Violência política de gênero não é sobre mim. É sobre a democracia
Ataques contra mulheres na política não ferem apenas mandatos, mas comprometem a diversidade e a democracia.
Há momentos em que uma democracia revela quem ela realmente é. Não apenas quando convoca eleições, mas quando testa sua capacidade de proteger aqueles e aquelas que foram escolhidos pelo voto popular para exercer a representação política. Vivemos um desses momentos.
Durante muito tempo, tentaram convencer as mulheres de que a política não era o nosso lugar. Quando passamos a ocupar esses espaços, mudaram de estratégia. Se antes nos impediam de entrar, agora tentam nos expulsar pelo constrangimento, pela perseguição, pela mentira e pelo medo. É isso que chamamos de violência política de gênero.
Não se trata de um conceito criado para blindar mulheres das críticas. O problema começa quando o debate de ideias é substituído pela tentativa sistemática de deslegitimar mulheres por serem mulheres. Quando a divergência dá lugar à violência. Quando o mandato deixa de ser confrontado por suas posições políticas e passa a ser alvo de campanhas que exploram preconceitos, estereótipos e discursos de ódio.
Esse fenômeno não acontece por acaso. Ele responde a uma lógica histórica de concentração de poder. O patriarcado e o racismo nunca aceitaram passivamente a presença de mulheres — especialmente de nós, mulheres negras — nos espaços de decisão. Cada avanço conquistado pelas mulheres sempre provocou reações daqueles que entendem a política como patrimônio de poucos.
Não surpreende que estudos apontem que cerca de 60% das mulheres que exercem mandatos ou disputam eleições já tenham sofrido algum tipo de violência política de gênero. Tanto que especialistas passaram a tratar essa violência como uma ameaça concreta à democracia. Porque é exatamente disso que se trata.
O cenário se torna ainda mais grave com a velocidade com que essa violência se reorganiza: nas redes sociais, em campanhas coordenadas de desinformação e no uso da inteligência artificial para fabricar conteúdos falsos e de ódio, ampliando a capacidade de destruir reputações e tentar inviabilizar mandatos. A violência política ganhou novos instrumentos, mas preservou sua velha finalidade: produzir silêncio.
Escrevo este artigo porque conheço essa realidade. Sei reconhecer quando uma disputa política ultrapassa os limites da democracia para transformar a violência em método. Sei identificar quando a tentativa de atingir uma mulher pretende, na verdade, intimidar muitas outras. Mas também sei que nenhuma transformação social aconteceu porque as mulheres aceitaram o lugar que lhes foi imposto.

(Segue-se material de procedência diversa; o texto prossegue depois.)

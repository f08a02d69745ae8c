//! Midway delete-and-retype pass over the last score and the first comment.

use std::time::Duration;

use color_eyre::Result;

use crate::{config::Tunables, portal::PortalPage};

pub const SCORE_RETYPE_PAUSE: Duration = Duration::from_millis(500);
pub const COMMENT_RETYPE_PAUSE: Duration = Duration::from_millis(600);

#[derive(Clone, Copy, Debug, Eq, PartialEq)]
pub enum CorrectionReport {
	/// Page was backgrounded at invocation; nothing touched
	Skipped,
	Performed { score: bool, comment: bool },
}

/// Text the comment ends up with: unchanged if it already ends with `mark`, otherwise with `mark` appended
pub fn restored_comment(original: &str, mark: char) -> String {
	if original.ends_with(mark) { original.to_string() } else { format!("{original}{mark}") }
}

/// `text` without its last character
pub fn drop_last_char(text: &str) -> &str {
	match text.char_indices().next_back() {
		Some((idx, _)) => &text[..idx],
		None => text,
	}
}

/// Clear and retype the last score, then trim and restore the first comment.
///
/// Only acts in the foreground. A skipped half (no such field, or an empty comment) is silent.
pub async fn perform_correction<P: PortalPage>(page: &P, tunables: &Tunables) -> Result<CorrectionReport> {
	if !page.is_foreground().await? {
		tracing::info!("Page in background, skipping midway correction");
		return Ok(CorrectionReport::Skipped);
	}

	let snapshot = page.snapshot_form().await?;

	let score = match snapshot.scores.last() {
		Some(last) => {
			page.apply_value(last, "").await?;
			tokio::time::sleep(SCORE_RETYPE_PAUSE).await;
			page.apply_value(last, &tunables.target_score).await?;
			true
		}
		None => false,
	};

	let comment = match snapshot.comments.first() {
		Some(first) => {
			let original = page.read_value(first).await?;
			if original.is_empty() {
				false
			} else {
				page.apply_value(first, drop_last_char(&original)).await?;
				tokio::time::sleep(COMMENT_RETYPE_PAUSE).await;
				page.apply_value(first, &restored_comment(&original, tunables.terminal_mark)).await?;
				true
			}
		}
		None => false,
	};

	tracing::info!("Midway correction done (score: {score}, comment: {comment})");
	Ok(CorrectionReport::Performed { score, comment })
}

Somos herdeiras de quem enfrentou a escravidão, a ditadura, a fome, o racismo e o machismo sem jamais abandonar a esperança de construir um país mais justo. Nossa presença na política é a continuidade dessa história. Não chegamos até aqui para pedir licença. Chegamos para ampliar a democracia brasileira e fazer dela um espaço onde todas as vozes tenham o direito de existir.
Não podemos aceitar que essas violências sejam tratadas como efeito colateral da disputa eleitoral ou como preço que as mulheres devem pagar por ocupar cargos públicos. Violência não é ferramenta democrática. É sua negação. Defender mulheres na política não significa proteger indivíduos. Significa defender o direito da população de ser representada em toda a sua diversidade.
Significa compreender que atacar uma mulher eleita nunca atinge apenas uma pessoa. Atinge todas aquelas que cogitam disputar uma eleição, todas as meninas que sonham ocupar espaços de liderança e a própria confiança da sociedade nas instituições democráticas.
A democracia brasileira continuará incompleta enquanto houver quem acredite que mulheres podem ser afastadas da política pela força da intimidação. Não nos calaremos.